On July 8, 2014, American tenor George Shirley was the recipient of a lifetime achievement award from the National Association of Teachers of Singing. It was just one of the many accolades received by the trailblazing musician, who is best remembered as the first Black musician to sing a leading tenor role at the Metropolitan Opera.
Shirley was born on April 18, 1934 in Indianapolis, Indiana. Later in his childhood, his family moved to Detroit, Michigan, where he began singing in church.
Shirley has kept a close relationship with his home city of Detroit and was the first Black music teacher in Detroit public schools. On scholarship, he attended Wayne State University but was drafted in the 1950s. While serving in the military, he became the first Black member of the United States Army Chorus, which inspired his love of classical music and opera.
Shirley’s career as a tenor began in 1959 in Woodstock, NY, where he sang “Die Fledermaus.” After winning his first competition, Shirley was invited to Milan to sing Rodolfo in “La Boheme.”
Following his success in Europe, Shirley returned to the United States to win the Metropolitan Opera Auditions in 1961, with a performance of “Nessun dorma.” This victory ignited an eleven-season long career at the Met, which included 28 leading roles in 26 operas. In the 1960s, he appeared on stage more than any other tenor. Additionally, Shirley also made appearances at the Royal Opera House, the San Francisco Opera, the Chicago Lyric Opera, and the Scottish Opera.
The success of Shirley coincided with the tenure of Sir Rudolf Bing, the first general manager of the Met committed to hiring Black singers and integrating the company. Famously, he hired Marian Anderson in 1955 to sing in “Un ballo in maschera,” becoming the first Black singer to perform at the Met. This achievement was followed a month later with the debut of baritone Robert McFerrin as Amonasro in “Aida.” Before both took the stage, however, the lyric soprano Helen L. Phillips received a contract from the Met Opera in 1947 as a substitute chorus member.
George Shirley was the Met’s first Black star.
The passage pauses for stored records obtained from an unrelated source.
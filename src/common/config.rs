//! Configuration for dynakv nodes
//!
//! Values are layered: built-in defaults, then an optional TOML file, then
//! `DYNAKV__*` environment variables (e.g. `DYNAKV__REPLICATION__N=5`).

use crate::common::utils::parse_duration;
use crate::common::{Error, Result};
use serde::{Deserialize, Serialize};
use std::path::Path;
use std::time::Duration;

/// Global configuration
#[derive(Debug, Clone, Serialize, Deserialize)]
pub struct Config {
    /// Replication parameters
    #[serde(default)]
    pub replication: ReplicationConfig,

    /// Protocol timeouts
    #[serde(default)]
    pub timeouts: TimeoutConfig,

    /// Logging level
    #[serde(default = "default_log_level")]
    pub log_level: String,
}

fn default_log_level() -> String {
    "info".to_string()
}

/// Replication factor and quorum sizes.
#[derive(Debug, Clone, Copy, PartialEq, Eq, Serialize, Deserialize)]
pub struct ReplicationConfig {
    /// Number of replicas per key
    #[serde(default = "default_n")]
    pub n: usize,

    /// Read quorum
    #[serde(default = "default_r")]
    pub r: usize,

    /// Write quorum
    #[serde(default = "default_w")]
    pub w: usize,
}

fn default_n() -> usize {
    3
}
fn default_r() -> usize {
    2
}
fn default_w() -> usize {
    2
}

impl Default for ReplicationConfig {
    fn default() -> Self {
        Self {
            n: default_n(),
            r: default_r(),
            w: default_w(),
        }
    }
}

impl ReplicationConfig {
    pub fn new(n: usize, r: usize, w: usize) -> Result<Self> {
        let config = Self { n, r, w };
        config.validate()?;
        Ok(config)
    }

    /// Reject configurations where read and write quorums may not overlap.
    pub fn validate(&self) -> Result<()> {
        if self.n == 0 {
            return Err(Error::InvalidConfig("N must be at least 1".into()));
        }
        if self.r == 0 || self.w == 0 {
            return Err(Error::InvalidConfig("R and W must be at least 1".into()));
        }
        if self.r > self.n || self.w > self.n {
            return Err(Error::InvalidConfig(format!(
                "R ({}) and W ({}) must not exceed N ({})",
                self.r, self.w, self.n
            )));
        }
        if self.r + self.w <= self.n {
            return Err(Error::InvalidConfig(format!(
                "R + W must be greater than N (R={}, W={}, N={})",
                self.r, self.w, self.n
            )));
        }
        Ok(())
    }

    /// Number of replica responses a write waits for before committing.
    ///
    /// Writes read the current version first, so they need enough answers to
    /// satisfy both quorums.
    pub fn write_quorum(&self) -> usize {
        self.r.max(self.w)
    }
}

/// Protocol timeouts, as duration strings ("2s", "500ms").
#[derive(Debug, Clone, PartialEq, Eq, Serialize, Deserialize)]
pub struct TimeoutConfig {
    /// How long a coordinator waits for a quorum
    #[serde(default = "default_quorum_timeout")]
    pub quorum: String,

    /// How long a joining node waits for each bootstrap reply
    #[serde(default = "default_bootstrap_timeout")]
    pub bootstrap: String,
}

fn default_quorum_timeout() -> String {
    "2s".to_string()
}
fn default_bootstrap_timeout() -> String {
    "5s".to_string()
}

impl Default for TimeoutConfig {
    fn default() -> Self {
        Self {
            quorum: default_quorum_timeout(),
            bootstrap: default_bootstrap_timeout(),
        }
    }
}

impl TimeoutConfig {
    pub fn quorum(&self) -> Result<Duration> {
        parse_duration(&self.quorum)
    }

    pub fn bootstrap(&self) -> Result<Duration> {
        parse_duration(&self.bootstrap)
    }
}

impl Default for Config {
    fn default() -> Self {
        Self {
            replication: ReplicationConfig::default(),
            timeouts: TimeoutConfig::default(),
            log_level: default_log_level(),
        }
    }
}

impl Config {
    /// Load configuration from an optional TOML file and the environment.
    pub fn load(path: Option<&Path>) -> Result<Self> {
        let mut builder = config::Config::builder();
        if let Some(path) = path {
            builder = builder.add_source(config::File::from(path).required(true));
        }
        let config: Config = builder
            .add_source(
                config::Environment::with_prefix("DYNAKV")
                    .prefix_separator("__")
                    .separator("__"),
            )
            .build()?
            .try_deserialize()?;

        config.validate()?;
        Ok(config)
    }

    pub fn validate(&self) -> Result<()> {
        self.replication.validate()?;
        self.timeouts.quorum()?;
        self.timeouts.bootstrap()?;
        Ok(())
    }

    /// Resolve the settings a node process runs with.
    pub fn node_settings(&self) -> Result<NodeSettings> {
        self.validate()?;
        Ok(NodeSettings {
            replication: self.replication,
            quorum_timeout: self.timeouts.quorum()?,
            bootstrap_timeout: self.timeouts.bootstrap()?,
        })
    }
}

/// Validated, resolved parameters of a single node.
#[derive(Debug, Clone, Copy, PartialEq, Eq)]
pub struct NodeSettings {
    pub replication: ReplicationConfig,
    pub quorum_timeout: Duration,
    pub bootstrap_timeout: Duration,
}

impl Default for NodeSettings {
    fn default() -> Self {
        Self {
            replication: ReplicationConfig::default(),
            quorum_timeout: Duration::from_secs(2),
            bootstrap_timeout: Duration::from_secs(5),
        }
    }
}
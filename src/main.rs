use rand::rngs::StdRng;
use rand::SeedableRng;
use std::sync::Arc;
use tracing::{debug, info, warn};
use tracing_subscriber::{layer::SubscriberExt, util::SubscriberInitExt};

use tradesim::config::Config;
use tradesim::services::{
    LedgerEngine, LedgerRepository, MemoryLedgerStore, PriceFeed, SimulatedPriceFeed,
    SqliteLedgerStore,
};
use tradesim::AppState;

#[tokio::main]
async fn main() -> anyhow::Result<()> {
    // Load environment variables
    dotenvy::dotenv().ok();

    // Initialize tracing
    tracing_subscriber::registry()
        .with(
            tracing_subscriber::EnvFilter::try_from_default_env()
                .unwrap_or_else(|_| "tradesim=debug,tower_http=debug".into()),
        )
        .with(tracing_subscriber::fmt::layer())
        .init();

    // Load configuration
    let config = Arc::new(Config::from_env());
    info!("Starting tradesim server on {}", config.bind_address());

    let store: Arc<dyn LedgerRepository> = match &config.database_path {
        Some(path) => {
            info!("Using SQLite ledger at {}", path);
            Arc::new(SqliteLedgerStore::new(path)?)
        }
        None => {
            warn!("DATABASE_PATH not set to a file - ledger is kept in memory only");
            Arc::new(MemoryLedgerStore::new())
        }
    };

    let ledger = Arc::new(LedgerEngine::new(store, config.starting_balance));
    let price_feed = Arc::new(SimulatedPriceFeed::with_prices(
        config.price_step_bps,
        config.seed_prices.clone(),
    ));
    info!("Seeded {} simulated prices", price_feed.len());

    let state = AppState {
        config: config.clone(),
        ledger: ledger.clone(),
        price_feed: price_feed.clone(),
    };

    // Log executed trades
    {
        let mut trades = ledger.subscribe_trades();
        tokio::spawn(async move {
            loop {
                match trades.recv().await {
                    Ok(trade) => debug!(
                        "Trade #{} on {}: {} {} {} at {}",
                        trade.seq, trade.account_id, trade.side, trade.quantity, trade.symbol, trade.price
                    ),
                    Err(tokio::sync::broadcast::error::RecvError::Lagged(n)) => {
                        warn!("Trade log skipped {} trades", n);
                    }
                    Err(tokio::sync::broadcast::error::RecvError::Closed) => break,
                }
            }
        });
    }

    // Periodic price simulation and stop-loss sweep
    {
        let ledger = ledger.clone();
        let price_feed = price_feed.clone();
        let interval = config.stop_loss_interval;
        let simulate = config.simulate_prices;
        tokio::spawn(async move {
            let mut rng = StdRng::from_entropy();
            loop {
                tokio::time::sleep(interval).await;

                if simulate {
                    price_feed.step(&mut rng);
                }

                let ledger = ledger.clone();
                let feed: Arc<dyn PriceFeed> = price_feed.clone();
                let sweep = tokio::task::spawn_blocking(move || {
                    ledger.sweep_stop_losses(|symbol| feed.get_price(symbol))
                })
                .await;

                match sweep {
                    Ok(0) => debug!("Stop-loss sweep - nothing triggered"),
                    Ok(executed) => info!("Stop-loss sweep executed {} sells", executed),
                    Err(e) => warn!("Stop-loss sweep task failed: {}", e),
                }
            }
        });
    }

    let app = tradesim::app(state);

    // Start the server
    let addr = config.bind_address();
    let listener = tokio::net::TcpListener::bind(&addr).await?;
    info!("tradesim server listening on {}", addr);

    axum::serve(listener, app).await?;

    Ok(())
}
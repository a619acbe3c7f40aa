use rust_decimal::Decimal;
use rust_decimal_macros::dec;
use std::env;
use std::time::Duration;

const DEFAULT_SEED_PRICES: &str = "AAPL=150.00,MSFT=300.00,GOOGL=140.00,AMZN=130.00,TSLA=250.00";

/// Application configuration.
#[derive(Debug, Clone)]
pub struct Config {
    /// Server host address.
    pub host: String,
    /// Server port.
    pub port: u16,
    /// SQLite database file. `None` keeps the ledger in memory.
    pub database_path: Option<String>,
    /// Cash given to new accounts that don't ask for a balance.
    pub starting_balance: Decimal,
    /// Period of the background stop-loss sweep.
    pub stop_loss_interval: Duration,
    /// Random-walk the simulated prices before each sweep.
    pub simulate_prices: bool,
    /// Largest simulated price move per step (basis points).
    pub price_step_bps: i64,
    /// Initial simulated prices.
    pub seed_prices: Vec<(String, Decimal)>,
}

impl Config {
    /// Load configuration from environment variables.
    pub fn from_env() -> Self {
        Self::from_lookup(|key| env::var(key).ok())
    }

    /// Load configuration from any key lookup.
    pub fn from_lookup(var: impl Fn(&str) -> Option<String>) -> Self {
        Self {
            host: var("HOST").unwrap_or_else(|| "0.0.0.0".to_string()),
            port: var("PORT")
                .and_then(|p| p.parse().ok())
                .unwrap_or(3001),
            database_path: parse_database_path(
                var("DATABASE_PATH").as_deref().unwrap_or("tradesim.db"),
            ),
            starting_balance: var("STARTING_BALANCE")
                .and_then(|v| v.trim().parse().ok())
                .filter(|b: &Decimal| *b >= Decimal::ZERO)
                .unwrap_or(dec!(10000.00)),
            stop_loss_interval: Duration::from_secs(
                var("STOP_LOSS_INTERVAL_SECS")
                    .and_then(|v| v.parse::<u64>().ok())
                    .filter(|s| *s > 0)
                    .unwrap_or(5),
            ),
            simulate_prices: var("SIMULATE_PRICES")
                .map(|v| v == "true" || v == "1")
                .unwrap_or(true),
            price_step_bps: var("PRICE_STEP_BPS")
                .and_then(|v| v.parse().ok())
                .unwrap_or(50),
            seed_prices: parse_seed_prices(
                var("SEED_PRICES").as_deref().unwrap_or(DEFAULT_SEED_PRICES),
            ),
        }
    }

    /// Address to bind the HTTP server to.
    pub fn bind_address(&self) -> String {
        format!("{}:{}", self.host, self.port)
    }
}

impl Default for Config {
    fn default() -> Self {
        Self::from_env()
    }
}

/// `:memory:`, `memory` and empty select the in-memory store.
fn parse_database_path(raw: &str) -> Option<String> {
    match raw.trim() {
        "" | ":memory:" | "memory" => None,
        path => Some(path.to_string()),
    }
}

/// Parse `SYM=price` pairs separated by commas. Malformed or non-positive
/// entries are skipped.
pub fn parse_seed_prices(raw: &str) -> Vec<(String, Decimal)> {
    raw.split(',')
        .filter_map(|pair| {
            let (symbol, price) = pair.split_once('=')?;
            let symbol = symbol.trim().to_uppercase();
            let price: Decimal = price.trim().parse().ok()?;
            if symbol.is_empty() || price <= Decimal::ZERO {
                return None;
            }
            Some((symbol, price))
        })
        .collect()
}
//! SQLite persistence layer for ledger states.
//!
//! One table per ledger record type. A save runs inside a single
//! transaction, so an account's cash, positions, trades and stop-loss rules
//! are committed together or not at all. Trades are insert-only.
//!
//! Decimals are stored as TEXT to keep them exact.

use crate::services::repository::{LedgerRepository, StoreError};
use crate::types::{Account, LedgerState, ParseEnumError, Position, StopLossRule, Trade};
use rusqlite::types::Type;
use rusqlite::{params, Connection, OptionalExtension, Row};
use rust_decimal::Decimal;
use std::collections::BTreeMap;
use std::path::Path;
use std::str::FromStr;
use std::sync::{Mutex, MutexGuard};
use tracing::{debug, info};

/// SQLite-backed ledger repository.
pub struct SqliteLedgerStore {
    conn: Mutex<Connection>,
}

impl SqliteLedgerStore {
    /// Create a new SQLite store at the given path.
    pub fn new<P: AsRef<Path>>(path: P) -> Result<Self, StoreError> {
        let conn = Connection::open(path)?;
        let store = Self {
            conn: Mutex::new(conn),
        };
        store.init_schema()?;
        info!("SQLite ledger store initialized");
        Ok(store)
    }

    /// Create an in-memory SQLite store (for testing).
    pub fn new_in_memory() -> Result<Self, StoreError> {
        let conn = Connection::open_in_memory()?;
        let store = Self {
            conn: Mutex::new(conn),
        };
        store.init_schema()?;
        debug!("In-memory SQLite ledger store initialized");
        Ok(store)
    }

    fn lock(&self) -> Result<MutexGuard<'_, Connection>, StoreError> {
        self.conn
            .lock()
            .map_err(|_| StoreError::Unavailable("connection lock poisoned".to_string()))
    }

    /// Initialize database schema.
    fn init_schema(&self) -> Result<(), StoreError> {
        let conn = self.lock()?;

        conn.execute(
            "CREATE TABLE IF NOT EXISTS accounts (
                id TEXT PRIMARY KEY,
                starting_balance TEXT NOT NULL,
                cash_balance TEXT NOT NULL,
                created_at INTEGER NOT NULL
            )",
            [],
        )?;

        conn.execute(
            "CREATE TABLE IF NOT EXISTS positions (
                account_id TEXT NOT NULL,
                symbol TEXT NOT NULL,
                quantity INTEGER NOT NULL,
                cost_basis TEXT NOT NULL,
                opened_at INTEGER NOT NULL,
                updated_at INTEGER NOT NULL,
                PRIMARY KEY (account_id, symbol)
            )",
            [],
        )?;

        conn.execute(
            "CREATE TABLE IF NOT EXISTS trades (
                id TEXT PRIMARY KEY,
                account_id TEXT NOT NULL,
                seq INTEGER NOT NULL,
                symbol TEXT NOT NULL,
                side TEXT NOT NULL,
                kind TEXT NOT NULL,
                quantity INTEGER NOT NULL,
                price TEXT NOT NULL,
                cash_delta TEXT NOT NULL,
                realized_pnl TEXT NOT NULL,
                stop_loss_id TEXT,
                executed_at INTEGER NOT NULL,
                UNIQUE (account_id, seq)
            )",
            [],
        )?;

        conn.execute(
            "CREATE INDEX IF NOT EXISTS idx_trades_account_time
             ON trades(account_id, executed_at, seq)",
            [],
        )?;

        conn.execute(
            "CREATE TABLE IF NOT EXISTS stop_losses (
                id TEXT PRIMARY KEY,
                account_id TEXT NOT NULL,
                symbol TEXT NOT NULL,
                trigger_price TEXT NOT NULL,
                quantity INTEGER NOT NULL,
                status TEXT NOT NULL,
                created_at INTEGER NOT NULL,
                triggered_at INTEGER,
                triggered_trade_id TEXT
            )",
            [],
        )?;

        conn.execute(
            "CREATE INDEX IF NOT EXISTS idx_stop_losses_account ON stop_losses(account_id, status)",
            [],
        )?;

        info!("SQLite ledger schema initialized");
        Ok(())
    }

    fn load_positions(
        conn: &Connection,
        account_id: &str,
    ) -> Result<BTreeMap<String, Position>, StoreError> {
        let mut stmt = conn.prepare(
            "SELECT symbol, quantity, cost_basis, opened_at, updated_at
             FROM positions WHERE account_id = ?1",
        )?;
        let rows = stmt.query_map(params![account_id], |row| {
            Ok(Position {
                symbol: row.get(0)?,
                quantity: row.get(1)?,
                cost_basis: decimal_col(row, 2)?,
                opened_at: row.get(3)?,
                updated_at: row.get(4)?,
            })
        })?;

        let mut positions = BTreeMap::new();
        for position in rows {
            let position = position?;
            positions.insert(position.symbol.clone(), position);
        }
        Ok(positions)
    }

    fn load_trades(conn: &Connection, account_id: &str) -> Result<Vec<Trade>, StoreError> {
        let mut stmt = conn.prepare(
            "SELECT id, account_id, seq, symbol, side, kind, quantity, price, cash_delta,
                    realized_pnl, stop_loss_id, executed_at
             FROM trades WHERE account_id = ?1
             ORDER BY executed_at ASC, seq ASC",
        )?;
        let rows = stmt.query_map(params![account_id], |row| {
            let seq: i64 = row.get(2)?;
            Ok(Trade {
                id: row.get(0)?,
                account_id: row.get(1)?,
                seq: seq as u64,
                symbol: row.get(3)?,
                side: enum_col(row, 4)?,
                kind: enum_col(row, 5)?,
                quantity: row.get(6)?,
                price: decimal_col(row, 7)?,
                cash_delta: decimal_col(row, 8)?,
                realized_pnl: decimal_col(row, 9)?,
                stop_loss_id: row.get(10)?,
                executed_at: row.get(11)?,
            })
        })?;

        Ok(rows.collect::<Result<Vec<_>, _>>()?)
    }

    fn load_stop_losses(
        conn: &Connection,
        account_id: &str,
    ) -> Result<Vec<StopLossRule>, StoreError> {
        let mut stmt = conn.prepare(
            "SELECT id, account_id, symbol, trigger_price, quantity, status, created_at,
                    triggered_at, triggered_trade_id
             FROM stop_losses WHERE account_id = ?1
             ORDER BY created_at ASC, rowid ASC",
        )?;
        let rows = stmt.query_map(params![account_id], |row| {
            Ok(StopLossRule {
                id: row.get(0)?,
                account_id: row.get(1)?,
                symbol: row.get(2)?,
                trigger_price: decimal_col(row, 3)?,
                quantity: row.get(4)?,
                status: enum_col(row, 5)?,
                created_at: row.get(6)?,
                triggered_at: row.get(7)?,
                triggered_trade_id: row.get(8)?,
            })
        })?;

        Ok(rows.collect::<Result<Vec<_>, _>>()?)
    }
}
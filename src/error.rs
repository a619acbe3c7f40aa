use axum::{
    http::StatusCode,
    response::{IntoResponse, Response},
    Json,
};
use serde_json::json;
use thiserror::Error;

/// Application error types.
#[derive(Error, Debug)]
pub enum AppError {
    #[error("Not found: {0}")]
    NotFound(String),

    #[error("Bad request: {0}")]
    BadRequest(String),

    #[error("Internal error: {0}")]
    Internal(String),
}

impl IntoResponse for AppError {
    fn into_response(self) -> Response {
        let status = match &self {
            AppError::NotFound(_) => StatusCode::NOT_FOUND,
            AppError::BadRequest(_) => StatusCode::BAD_REQUEST,
            AppError::Internal(_) => StatusCode::INTERNAL_SERVER_ERROR,
        };

        let body = Json(json!({
            "error": self.to_string(),
            "status": status.as_u16(),
        }));

        (status, body).into_response()
    }
}

pub type Result<T> = std::result::Result<T, AppError>;

#[cfg(test)]
mod tests {
    use super::*;

    #[test]
    fn test_status_codes() {
        let response = AppError::NotFound("price for XYZ".to_string()).into_response();
        assert_eq!(response.status(), StatusCode::NOT_FOUND);

        let response = AppError::BadRequest("price must be positive".to_string()).into_response();
        assert_eq!(response.status(), StatusCode::BAD_REQUEST);

        let response = AppError::Internal("sweep task failed".to_string()).into_response();
        assert_eq!(response.status(), StatusCode::INTERNAL_SERVER_ERROR);
    }

    #[test]
    fn test_error_message() {
        let err = AppError::NotFound("price for XYZ".to_string());
        assert_eq!(err.to_string(), "Not found: price for XYZ");
    }
}
//! Trading performance statistics.
//!
//! Everything here is derived from the trade log and stop-loss rules; no
//! counters are stored alongside the ledger.

use crate::types::{LedgerState, OrderKind, PerformanceReport, StopLossRule, Trade, TradeSide};
use rust_decimal::Decimal;
use rust_decimal_macros::dec;
use std::collections::{BTreeMap, BTreeSet};

/// Trades required before a grade is given.
const MIN_GRADED_TRADES: u64 = 10;

/// Report for a whole ledger.
pub fn analyze(state: &LedgerState) -> PerformanceReport {
    compute(&state.account.id, &state.trades, &state.stop_losses)
}

/// Report for an account from its trades and stop-loss rules.
pub fn compute(account_id: &str, trades: &[Trade], rules: &[StopLossRule]) -> PerformanceReport {
    let buys: Vec<&Trade> = trades.iter().filter(|t| t.side == TradeSide::Buy).collect();
    let sells: Vec<&Trade> = trades.iter().filter(|t| t.side == TradeSide::Sell).collect();

    let wins: Vec<Decimal> = sells
        .iter()
        .map(|t| t.realized_pnl)
        .filter(|pnl| *pnl > Decimal::ZERO)
        .collect();
    // A break-even sell counts as a loss.
    let losses: Vec<Decimal> = sells
        .iter()
        .map(|t| t.realized_pnl)
        .filter(|pnl| *pnl <= Decimal::ZERO)
        .collect();

    let gross_profit: Decimal = wins.iter().sum();
    let gross_loss: Decimal = losses.iter().map(|l| l.abs()).sum();

    let win_rate = ratio_pct(wins.len(), sells.len());
    let profit_factor = if gross_loss > Decimal::ZERO {
        Some((gross_profit / gross_loss).round_dp(2))
    } else {
        None
    };

    let bought: BTreeSet<&str> = buys.iter().map(|t| t.symbol.as_str()).collect();
    let protected: BTreeSet<&str> = rules.iter().map(|r| r.symbol.as_str()).collect();
    let stop_loss_usage_rate = ratio_pct(bought.intersection(&protected).count(), bought.len());

    let total_trades = trades.len() as u64;
    let grade = if total_trades < MIN_GRADED_TRADES {
        "N/A".to_string()
    } else {
        grade_for(win_rate, profit_factor, gross_profit, stop_loss_usage_rate).to_string()
    };

    PerformanceReport {
        account_id: account_id.to_string(),
        total_trades,
        buy_trades: buys.len() as u64,
        sell_trades: sells.len() as u64,
        stop_loss_exits: sells.iter().filter(|t| t.kind == OrderKind::StopLoss).count() as u64,
        winning_trades: wins.len() as u64,
        losing_trades: losses.len() as u64,
        win_rate,
        gross_profit,
        gross_loss,
        average_win: average(gross_profit, wins.len()),
        average_loss: average(gross_loss, losses.len()),
        profit_factor,
        best_trade: sells.iter().map(|t| t.realized_pnl).max().unwrap_or(Decimal::ZERO),
        worst_trade: sells.iter().map(|t| t.realized_pnl).min().unwrap_or(Decimal::ZERO),
        total_realized_pnl: sells.iter().map(|t| t.realized_pnl).sum(),
        largest_position_cost: buys.iter().map(|t| t.notional()).max().unwrap_or(Decimal::ZERO),
        most_traded_symbol: most_traded(trades),
        stop_loss_usage_rate,
        last_trade_at: trades.iter().map(|t| t.executed_at).max(),
        grade,
    }
}

fn ratio_pct(part: usize, whole: usize) -> Decimal {
    if whole == 0 {
        return Decimal::ZERO;
    }
    (Decimal::from(part as u64) / Decimal::from(whole as u64) * dec!(100)).round_dp(2)
}

fn average(total: Decimal, count: usize) -> Decimal {
    if count == 0 {
        return Decimal::ZERO;
    }
    (total / Decimal::from(count as u64)).round_dp(2)
}

/// Symbol with the most trades; ties go to the alphabetically first.
fn most_traded(trades: &[Trade]) -> Option<String> {
    let mut counts: BTreeMap<&str, usize> = BTreeMap::new();
    for trade in trades {
        *counts.entry(trade.symbol.as_str()).or_default() += 1;
    }

    let mut best: Option<(&str, usize)> = None;
    for (symbol, count) in counts {
        if best.map_or(true, |(_, c)| count > c) {
            best = Some((symbol, count));
        }
    }
    best.map(|(symbol, _)| symbol.to_string())
}

/// Score out of 100: win rate 40, profit factor 30, stop-loss usage 30.
fn grade_for(
    win_rate: Decimal,
    profit_factor: Option<Decimal>,
    gross_profit: Decimal,
    stop_loss_usage_rate: Decimal,
) -> &'static str {
    let win_points = if win_rate >= dec!(60) {
        40
    } else if win_rate >= dec!(50) {
        30
    } else if win_rate >= dec!(40) {
        20
    } else {
        10
    };

    let factor_points = match profit_factor {
        Some(pf) if pf >= dec!(2.0) => 30,
        Some(pf) if pf >= dec!(1.5) => 25,
        Some(pf) if pf >= dec!(1.0) => 15,
        Some(_) => 5,
        // Nothing lost: only profitable histories score.
        None if gross_profit > Decimal::ZERO => 30,
        None => 5,
    };

    let usage_points = if stop_loss_usage_rate >= dec!(80) {
        30
    } else if stop_loss_usage_rate >= dec!(60) {
        20
    } else if stop_loss_usage_rate >= dec!(40) {
        10
    } else {
        0
    };

    match win_points + factor_points + usage_points {
        s if s >= 90 => "A+",
        s if s >= 85 => "A",
        s if s >= 80 => "B+",
        s if s >= 75 => "B",
        s if s >= 70 => "C+",
        s if s >= 65 => "C",
        s if s >= 60 => "D",
        _ => "F",
    }
}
While Anderson and McFerrin were hired in supporting roles, Shirley’s first appearance at the Met was in the leading role of Ferrando in Mozart’s “Così Fan Tutte” opposite Roberta Peters as Despina in 1961. He was also the first Black singer to receive a contract from the Met.
Throughout his career, Shirley has sung more than 80 roles in opera houses around the world. In 2014, President Barack Obama awarded Shirley the National Medal of Arts, the highest honor for American artists. Today, Shirley maintains his commitment to teaching young singers and is the Joseph Edgar Maddy Distinguished Emeritus Professor of Voice at the University of Michigan.
Shirley is known for taking a center-stage role at the Metropolitan Opera, where he sang dozens of famous tenor heroes from Rodolfo to Ferrando, a role which earned him a Grammy award in 1967, opposite Leontyne Price.
Other famous roles include the title role of Mozart’s “Idomeneo” and Pelléas in Debussy’s “Pelléas et Mélisande.” In 1998, Shirley sang Sportin’ Life in “Porgy and Bess,” a role he avoided earlier in his career in fear of being typecast.
Watch and Listen
Shirley in “Così Fan Tutte.”
Shirley at age 64, in “Porgy and Bess” (1998)
Shirley in “Carmen,” 1962
Interview with Shirley on “Porgy and Bess”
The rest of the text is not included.